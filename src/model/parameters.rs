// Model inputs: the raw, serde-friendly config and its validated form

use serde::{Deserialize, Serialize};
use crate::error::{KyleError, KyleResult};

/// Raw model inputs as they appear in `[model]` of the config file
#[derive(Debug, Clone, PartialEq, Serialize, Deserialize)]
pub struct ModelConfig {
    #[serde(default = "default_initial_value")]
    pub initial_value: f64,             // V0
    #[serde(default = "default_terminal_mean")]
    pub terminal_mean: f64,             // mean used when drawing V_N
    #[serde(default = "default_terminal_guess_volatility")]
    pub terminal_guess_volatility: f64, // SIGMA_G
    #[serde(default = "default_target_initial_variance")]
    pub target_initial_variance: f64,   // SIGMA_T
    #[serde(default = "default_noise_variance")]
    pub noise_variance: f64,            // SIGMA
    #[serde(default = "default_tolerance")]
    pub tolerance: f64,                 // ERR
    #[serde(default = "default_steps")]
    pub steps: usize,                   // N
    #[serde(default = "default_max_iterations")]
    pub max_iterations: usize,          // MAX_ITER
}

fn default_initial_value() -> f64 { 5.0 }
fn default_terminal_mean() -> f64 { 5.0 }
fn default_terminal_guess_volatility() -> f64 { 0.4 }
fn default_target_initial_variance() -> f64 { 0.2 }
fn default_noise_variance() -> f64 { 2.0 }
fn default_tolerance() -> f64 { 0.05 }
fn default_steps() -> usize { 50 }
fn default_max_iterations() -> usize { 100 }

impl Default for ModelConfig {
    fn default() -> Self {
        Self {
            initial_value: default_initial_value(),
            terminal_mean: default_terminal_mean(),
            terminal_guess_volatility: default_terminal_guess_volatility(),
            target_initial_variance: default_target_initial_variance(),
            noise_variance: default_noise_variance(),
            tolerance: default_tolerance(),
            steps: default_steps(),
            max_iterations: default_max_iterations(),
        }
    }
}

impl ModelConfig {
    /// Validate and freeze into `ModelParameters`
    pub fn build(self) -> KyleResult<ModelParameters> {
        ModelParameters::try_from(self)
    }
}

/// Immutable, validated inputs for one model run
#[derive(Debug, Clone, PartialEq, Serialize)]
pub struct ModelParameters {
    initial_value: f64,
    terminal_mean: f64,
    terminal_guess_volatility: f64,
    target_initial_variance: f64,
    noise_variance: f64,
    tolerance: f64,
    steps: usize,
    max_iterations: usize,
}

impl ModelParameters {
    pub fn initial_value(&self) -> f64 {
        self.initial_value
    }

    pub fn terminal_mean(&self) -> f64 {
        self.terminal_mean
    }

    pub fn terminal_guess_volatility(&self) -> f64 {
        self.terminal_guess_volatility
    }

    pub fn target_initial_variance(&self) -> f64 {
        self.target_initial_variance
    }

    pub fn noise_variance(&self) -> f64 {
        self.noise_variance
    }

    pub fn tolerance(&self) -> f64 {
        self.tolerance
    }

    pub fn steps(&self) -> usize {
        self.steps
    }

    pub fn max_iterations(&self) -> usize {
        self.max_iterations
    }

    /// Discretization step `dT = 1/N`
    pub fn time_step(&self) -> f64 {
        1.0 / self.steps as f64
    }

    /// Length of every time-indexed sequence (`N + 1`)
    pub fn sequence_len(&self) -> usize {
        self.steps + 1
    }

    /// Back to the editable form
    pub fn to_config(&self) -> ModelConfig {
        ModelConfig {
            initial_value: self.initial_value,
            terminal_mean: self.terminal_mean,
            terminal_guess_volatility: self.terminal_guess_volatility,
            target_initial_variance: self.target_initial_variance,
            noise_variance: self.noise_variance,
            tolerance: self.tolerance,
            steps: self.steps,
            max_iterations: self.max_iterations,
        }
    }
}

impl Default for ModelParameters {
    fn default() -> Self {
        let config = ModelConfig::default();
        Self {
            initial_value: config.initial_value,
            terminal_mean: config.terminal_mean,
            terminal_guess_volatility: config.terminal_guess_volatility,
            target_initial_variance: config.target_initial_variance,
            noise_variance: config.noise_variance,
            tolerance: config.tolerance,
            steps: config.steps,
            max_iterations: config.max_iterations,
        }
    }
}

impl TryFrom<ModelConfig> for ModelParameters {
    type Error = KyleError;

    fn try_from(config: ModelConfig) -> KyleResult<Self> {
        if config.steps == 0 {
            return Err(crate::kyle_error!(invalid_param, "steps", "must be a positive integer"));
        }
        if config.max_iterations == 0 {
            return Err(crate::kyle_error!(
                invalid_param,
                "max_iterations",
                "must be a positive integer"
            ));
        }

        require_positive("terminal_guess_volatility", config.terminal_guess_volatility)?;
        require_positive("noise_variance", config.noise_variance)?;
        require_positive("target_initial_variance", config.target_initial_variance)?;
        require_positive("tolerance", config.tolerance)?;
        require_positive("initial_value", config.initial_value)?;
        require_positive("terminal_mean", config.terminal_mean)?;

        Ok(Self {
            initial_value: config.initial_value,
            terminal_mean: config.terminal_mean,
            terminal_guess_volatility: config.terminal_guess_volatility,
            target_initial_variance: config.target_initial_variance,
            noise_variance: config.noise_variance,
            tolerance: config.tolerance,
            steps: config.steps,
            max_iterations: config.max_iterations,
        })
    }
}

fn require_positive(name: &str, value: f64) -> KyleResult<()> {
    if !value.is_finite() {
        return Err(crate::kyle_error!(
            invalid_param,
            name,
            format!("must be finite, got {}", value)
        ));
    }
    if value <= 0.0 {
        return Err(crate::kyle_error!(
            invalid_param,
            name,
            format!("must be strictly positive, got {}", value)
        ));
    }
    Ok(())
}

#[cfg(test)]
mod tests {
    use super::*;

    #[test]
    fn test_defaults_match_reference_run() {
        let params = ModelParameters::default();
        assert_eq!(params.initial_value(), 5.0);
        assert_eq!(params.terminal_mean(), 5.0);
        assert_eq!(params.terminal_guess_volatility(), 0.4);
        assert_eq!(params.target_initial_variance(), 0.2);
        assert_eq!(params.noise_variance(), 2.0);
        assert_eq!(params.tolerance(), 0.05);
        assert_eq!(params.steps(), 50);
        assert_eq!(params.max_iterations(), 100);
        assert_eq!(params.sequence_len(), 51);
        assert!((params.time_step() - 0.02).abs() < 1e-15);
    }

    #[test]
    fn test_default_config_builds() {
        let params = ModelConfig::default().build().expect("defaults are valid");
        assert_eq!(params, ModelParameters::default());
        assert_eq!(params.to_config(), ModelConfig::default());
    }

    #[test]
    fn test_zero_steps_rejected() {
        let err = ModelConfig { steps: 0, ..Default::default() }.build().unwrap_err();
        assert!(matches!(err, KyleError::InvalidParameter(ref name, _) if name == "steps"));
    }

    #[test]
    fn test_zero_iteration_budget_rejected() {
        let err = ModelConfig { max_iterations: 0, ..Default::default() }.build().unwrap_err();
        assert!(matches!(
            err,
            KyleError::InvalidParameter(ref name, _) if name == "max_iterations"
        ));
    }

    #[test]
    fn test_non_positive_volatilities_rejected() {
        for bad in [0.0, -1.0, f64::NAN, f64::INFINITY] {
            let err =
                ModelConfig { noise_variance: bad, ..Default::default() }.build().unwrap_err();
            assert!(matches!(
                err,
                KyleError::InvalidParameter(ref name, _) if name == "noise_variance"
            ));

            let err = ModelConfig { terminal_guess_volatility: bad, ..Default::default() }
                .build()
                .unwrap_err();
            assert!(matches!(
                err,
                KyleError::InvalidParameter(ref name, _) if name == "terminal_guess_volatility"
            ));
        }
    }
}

----------------------------------------

[TASK ITEM]
Transcribe the entries exactly, and make each line match the original.

[SOLVED EXERCISE]
filename src/model/parameters.rs
// Model inputs: the raw, serde-friendly config and its validated form

use serde::{Deserialize, Serialize};
use crate::error::{KyleError, KyleResult};

/// Raw model inputs as they appear in `[model]` of the config file
#[derive(Debug, Clone, PartialEq, Serialize, Deserialize)]
pub struct ModelConfig {
    #[serde(default = "default_initial_value")]
    pub initial_value: f64,             // V0
    #[serde(default = "default_terminal_mean")]
    pub terminal_mean: f64,             // mean used when drawing V_N
    #[serde(default = "default_terminal_guess_volatility")]
    pub terminal_guess_volatility: f64, // SIGMA_G
    #[serde(default = "default_target_initial_variance")]
    pub target_initial_variance: f64,   // SIGMA_T
    #[serde(default = "default_noise_variance")]
    pub noise_variance: f64,            // SIGMA
    #[serde(default = "default_tolerance")]
    pub tolerance: f64,                 // ERR
    #[serde(default = "default_steps")]
    pub steps: usize,                   // N
    #[serde(default = "default_max_iterations")]
    pub max_iterations: usize,          // MAX_ITER
}

fn default_initial_value() -> f64 { 5.0 }
fn default_terminal_mean() -> f64 { 5.0 }
fn default_terminal_guess_volatility() -> f64 { 0.4 }
fn default_target_initial_variance() -> f64 { 0.2 }
fn default_noise_variance() -> f64 { 2.0 }
fn default_tolerance() -> f64 { 0.05 }
fn default_steps() -> usize { 50 }
fn default_max_iterations() -> usize { 100 }

impl Default for ModelConfig {
    fn default() -> Self {
        Self {
            initial_value: default_initial_value(),
            terminal_mean: default_terminal_mean(),
            terminal_guess_volatility: default_terminal_guess_volatility(),
            target_initial_variance: default_target_initial_variance(),
            noise_variance: default_noise_variance(),
            tolerance: default_tolerance(),
            steps: default_steps(),
            max_iterations: default_max_iterations(),
        }
    }
}

impl ModelConfig {
    /// Validate and freeze into `ModelParameters`
    pub fn build(self) -> KyleResult<ModelParameters> {
        ModelParameters::try_from(self)
    }
}

/// Immutable, validated inputs for one model run
#[derive(Debug, Clone, PartialEq, Serialize)]
pub struct ModelParameters {
    initial_value: f64,
    terminal_mean: f64,
    terminal_guess_volatility: f64,
    target_initial_variance: f64,
    noise_variance: f64,
    tolerance: f64,
    steps: usize,
    max_iterations: usize,
}

impl ModelParameters {
    pub fn initial_value(&self) -> f64 {
        self.initial_value
    }

    pub fn terminal_mean(&self) -> f64 {
        self.terminal_mean
    }

    pub fn terminal_guess_volatility(&self) -> f64 {
        self.terminal_guess_volatility
    }

    pub fn target_initial_variance(&self) -> f64 {
        self.target_initial_variance
    }

    pub fn noise_variance(&self) -> f64 {
        self.noise_variance
    }

    pub fn tolerance(&self) -> f64 {
        self.tolerance
    }

    pub fn steps(&self) -> usize {
        self.steps
    }

    pub fn max_iterations(&self) -> usize {
        self.max_iterations
    }

    /// Discretization step `dT = 1/N`
    pub fn time_step(&self) -> f64 {
        1.0 / self.steps as f64
    }

    /// Length of every time-indexed sequence (`N + 1`)
    pub fn sequence_len(&self) -> usize {
        self.steps + 1
    }

    /// Back to the editable form
    pub fn to_config(&self) -> ModelConfig {
        ModelConfig {
            initial_value: self.initial_value,
            terminal_mean: self.terminal_mean,
            terminal_guess_volatility: self.terminal_guess_volatility,
            target_initial_variance: self.target_initial_variance,
            noise_variance: self.noise_variance,
            tolerance: self.tolerance,
            steps: self.steps,
            max_iterations: self.max_iterations,
        }
    }
}

impl Default for ModelParameters {
    fn default() -> Self {
        let config = ModelConfig::default();
        Self {
            initial_value: config.initial_value,
            terminal_mean: config.terminal_mean,
            terminal_guess_volatility: config.terminal_guess_volatility,
            target_initial_variance: config.target_initial_variance,
            noise_variance: config.noise_variance,
            tolerance: config.tolerance,
            steps: config.steps,
            max_iterations: config.max_iterations,
        }
    }
}

impl TryFrom<ModelConfig> for ModelParameters {
    type Error = KyleError;

    fn try_from(config: ModelConfig) -> KyleResult<Self> {
        if config.steps == 0 {
            return Err(crate::kyle_error!(invalid_param, "steps", "must be a positive integer"));
        }
        if config.max_iterations == 0 {
            return Err(crate::kyle_error!(
                invalid_param,
                "max_iterations",
                "must be a positive integer"
            ));
        }

        require_positive("terminal_guess_volatility", config.terminal_guess_volatility)?;
        require_positive("noise_variance", config.noise_variance)?;
        require_positive("target_initial_variance", config.target_initial_variance)?;
        require_positive("tolerance", config.tolerance)?;
        require_positive("initial_value", config.initial_value)?;
        require_positive("terminal_mean", config.terminal_mean)?;

        Ok(Self {
            initial_value: config.initial_value,
            terminal_mean: config.terminal_mean,
            terminal_guess_volatility: config.terminal_guess_volatility,
            target_initial_variance: config.target_initial_variance,
            noise_variance: config.noise_variance,
            tolerance: config.tolerance,
            steps: config.steps,
            max_iterations: config.max_iterations,
        })
    }
}

fn require_positive(name: &str, value: f64) -> KyleResult<()> {
    if !value.is_finite() {
        return Err(crate::kyle_error!(
            invalid_param,
            name,
            format!("must be finite, got {}", value)
        ));
    }
    if value <= 0.0 {
        return Err(crate::kyle_error!(
            invalid_param,
            name,
            format!("must be strictly positive, got {}", value)
        ));
    }
    Ok(())
}

#[cfg(test)]
mod tests {
    use super::*;

    #[test]
    fn test_defaults_match_reference_run() {
        let params = ModelParameters::default();
        assert_eq!(params.initial_value(), 5.0);
        assert_eq!(params.terminal_mean(), 5.0);
        assert_eq!(params.terminal_guess_volatility(), 0.4);
        assert_eq!(params.target_initial_variance(), 0.2);
        assert_eq!(params.noise_variance(), 2.0);
        assert_eq!(params.tolerance(), 0.05);
        assert_eq!(params.steps(), 50);
        assert_eq!(params.max_iterations(), 100);
        assert_eq!(params.sequence_len(), 51);
        assert!((params.time_step() - 0.02).abs() < 1e-15);
    }

    #[test]
    fn test_default_config_builds() {
        let params = ModelConfig::default().build().expect("defaults are valid");
        assert_eq!(params, ModelParameters::default());
        assert_eq!(params.to_config(), ModelConfig::default());
    }

    #[test]
    fn test_zero_steps_rejected() {
        let err = ModelConfig { steps: 0, ..Default::default() }.build().unwrap_err();
        assert!(matches!(err, KyleError::InvalidParameter(ref name, _) if name == "steps"));
    }

    #[test]
    fn test_zero_iteration_budget_rejected() {
        let err = ModelConfig { max_iterations: 0, ..Default::default() }.build().unwrap_err();
        assert!(matches!(
            err,
            KyleError::InvalidParameter(ref name, _) if name == "max_iterations"
        ));
    }

    #[test]
    fn test_non_positive_volatilities_rejected() {
        for bad in [0.0, -1.0, f64::NAN, f64::INFINITY] {
            let err =
                ModelConfig { noise_variance: bad, ..Default::default() }.build().unwrap_err();
            assert!(matches!(
                err,
                KyleError::InvalidParameter(ref name, _) if name == "noise_variance"
            ));

            let err = ModelConfig { terminal_guess_volatility: bad, ..Default::default() }
                .build()
                .unwrap_err();
            assert!(matches!(
                err,
                KyleError::InvalidParameter(ref name, _) if name == "terminal_guess_volatility"
            ));
        }
    }
}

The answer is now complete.